The communication technology giant Ericsson, in turn, examined the potential of private 5G campus networks for ports as part of a study. According to the authors, the analysis outlines use cases that optimize port operations, increase employee safety, reduce costs and increase the sustainability of port operations. The report “Connected Ports: A guide to making ports smarter with private cellular technology” describes how the challenges of machine downtimes, overcrowded port areas during loading and unloading, occupational safety, and environmental pollution could be solved through the use of private cellular networks. “Networked logistics and supply chains can make a major contribution to a more sustainable economy,” explains Olaf Reus, member of the management team at Ericsson GmbH.
In addition to remote-controlled ship-to-shore cranes, automated portal cranes, autonomous vehicles, and continuous condition monitoring, drones will also play an important role in the port of the future, according to the Ericsson report. For example, for transporting documents and smaller items. Many papers have to be brought from the port to the ship before they are docked. Traditionally, boats are used for this, which devours a lot of time and money. According to Ericsson, a single shipment of these documents can cost over the US $ 1,000. The use of drones is almost 90 percent cheaper and six times faster.

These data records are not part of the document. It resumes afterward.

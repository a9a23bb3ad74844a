// src/animation/counter.rs
//
// A number that counts up from zero the first time its element becomes
// visible enough. One instance per displayed stat.

use std::cell::RefCell;
use std::rc::Rc;
use tracing::debug;

use super::{ease_in, Clock, FrameScheduler};
use crate::config::AnimationConfig;
use crate::visibility::{ElementId, IntersectionEntry, Subscription, VisibilityObserver};

#[derive(Debug, Clone, Copy, PartialEq, Eq)]
pub enum Phase {
    NotStarted,
    Started,
    /// Unmounted. Terminal; pending frames become no-ops.
    Destroyed,
}

#[derive(Debug)]
struct AnimationState {
    current_count: i64,
    phase: Phase,
    finished: bool,
}

impl AnimationState {
    fn new() -> Self {
        Self {
            current_count: 0,
            phase: Phase::NotStarted,
            finished: false,
        }
    }

    // The only NotStarted -> Started transition. Returns false if already taken.
    fn start(&mut self) -> bool {
        if self.phase == Phase::NotStarted {
            self.phase = Phase::Started;
            true
        } else {
            false
        }
    }
}

/// The environment capabilities an animated number needs.
#[derive(Clone)]
pub struct Capabilities {
    pub observer: Rc<dyn VisibilityObserver>,
    pub scheduler: Rc<dyn FrameScheduler>,
    pub clock: Rc<dyn Clock>,
}

pub fn progress_at(elapsed: f64, duration_ms: f64) -> f64 {
    if duration_ms <= 0.0 {
        return 1.0;
    }
    (elapsed / duration_ms).clamp(0.0, 1.0)
}

/// `floor(eased * value)`, kept between 0 and `value` since large values
/// lose precision as f64.
pub fn count_at(value: i64, eased: f64) -> i64 {
    let count = (eased * value as f64).floor() as i64;
    if value >= 0 {
        count.clamp(0, value)
    } else {
        count.clamp(value, 0)
    }
}

pub struct AnimatedNumber {
    value: i64,
    suffix: String,
    state: Rc<RefCell<AnimationState>>,
    subscription: Option<Subscription>,
}

impl AnimatedNumber {
    pub fn mount(
        element: ElementId,
        value: i64,
        suffix: &str,
        settings: AnimationConfig,
        capabilities: &Capabilities,
    ) -> Self {
        let state = Rc::new(RefCell::new(AnimationState::new()));

        let on_intersect = {
            let state = state.clone();
            let scheduler = capabilities.scheduler.clone();
            let clock = capabilities.clock.clone();

            move |entry: &IntersectionEntry| {
                if entry.ratio < settings.threshold || !state.borrow_mut().start() {
                    return;
                }
                debug!("{:?} visible at {:.2}, counting to {}", element, entry.ratio, value);

                CountUp {
                    element,
                    value,
                    duration_ms: settings.duration_ms,
                    start_time: clock.now(),
                    state: state.clone(),
                    scheduler: scheduler.clone(),
                }
                .request_next();
            }
        };

        let subscription = Subscription::new(
            capabilities.observer.clone(),
            element,
            settings.threshold,
            Box::new(on_intersect),
        );

        Self {
            value,
            suffix: suffix.to_string(),
            state,
            subscription: Some(subscription),
        }
    }

    pub fn value(&self) -> i64 {
        self.value
    }

    pub fn suffix(&self) -> &str {
        &self.suffix
    }

    pub fn current_count(&self) -> i64 {
        self.state.borrow().current_count
    }

    pub fn phase(&self) -> Phase {
        self.state.borrow().phase
    }

    pub fn has_started(&self) -> bool {
        self.phase() != Phase::NotStarted
    }

    pub fn is_finished(&self) -> bool {
        self.state.borrow().finished
    }

    pub fn text(&self) -> String {
        format!("{}{}", self.current_count(), self.suffix)
    }

    /// Stop observing and freeze the count. Safe to call more than once.
    pub fn unmount(&mut self) {
        self.state.borrow_mut().phase = Phase::Destroyed;
        self.subscription.take();
    }
}

impl Drop for AnimatedNumber {
    fn drop(&mut self) {
        self.unmount();
    }
}

// One running count-up. Each frame consumes it and re-queues it until done.
struct CountUp {
    element: ElementId,
    value: i64,
    duration_ms: f64,
    start_time: f64,
    state: Rc<RefCell<AnimationState>>,
    scheduler: Rc<dyn FrameScheduler>,
}

impl CountUp {
    fn request_next(self) {
        let scheduler = self.scheduler.clone();
        scheduler.request_frame(Box::new(move |now: f64| self.tick(now)));
    }

    fn tick(self, now: f64) {
        let progress = {
            let mut state = self.state.borrow_mut();
            if state.phase == Phase::Destroyed {
                return;
            }

            let progress = progress_at(now - self.start_time, self.duration_ms);
            if progress >= 1.0 {
                state.current_count = self.value;
                state.finished = true;
            } else {
                state.current_count = count_at(self.value, ease_in(progress));
            }
            progress
        };

        if progress < 1.0 {
            self.request_next();
        } else {
            debug!("{:?} settled at {}", self.element, self.value);
        }
    }
}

Another task for unmanned systems can be in the area of system monitoring. According to Ericsson, there were up to 15 thefts of cargo in ports around the world in 2018. This is where part of the port operator’s “Port of the Future” strategy in Antwerp, Belgium, comes into play. The company premises extend over 120 square kilometers, are difficult to monitor in the traditional way, and reacting to alarms at short notice is also a challenge. In order to be well-positioned for the future, the first test flights recently started with an automated drone, which was developed in cooperation with the company Drone Matrix was developed. The unmanned aerial vehicle takes off from a fixed base near the Kieldrecht lock and follows a fixed route in the port. In addition, it can also be used on request, for example in emergencies when it is important to get an overview of the situation. The drone works completely autonomously and charges itself via an intelligent docking station that is managed centrally via a web platform.
If the project managers have their way, then they should by no means be left with a drone. The goal is a network of autonomous drones that can provide a “live feed” of the various port activities. “In view of the huge area of the port area, drones are a lever in fulfilling our core tasks as a port authority,” explains Erwin Verstraelen, Chief Digital & Innovation Officer Port of Antwerp. “Thanks to a network of drones, we can keep a better eye on what’s going on in the port. Via our innovation platform ‘Port of the Future’ and the cooperation with partners such as DroneMatrix, we can accelerate technological innovations – not only for drones but also for promising developments in autonomous shipping, intelligent cameras, and sensors.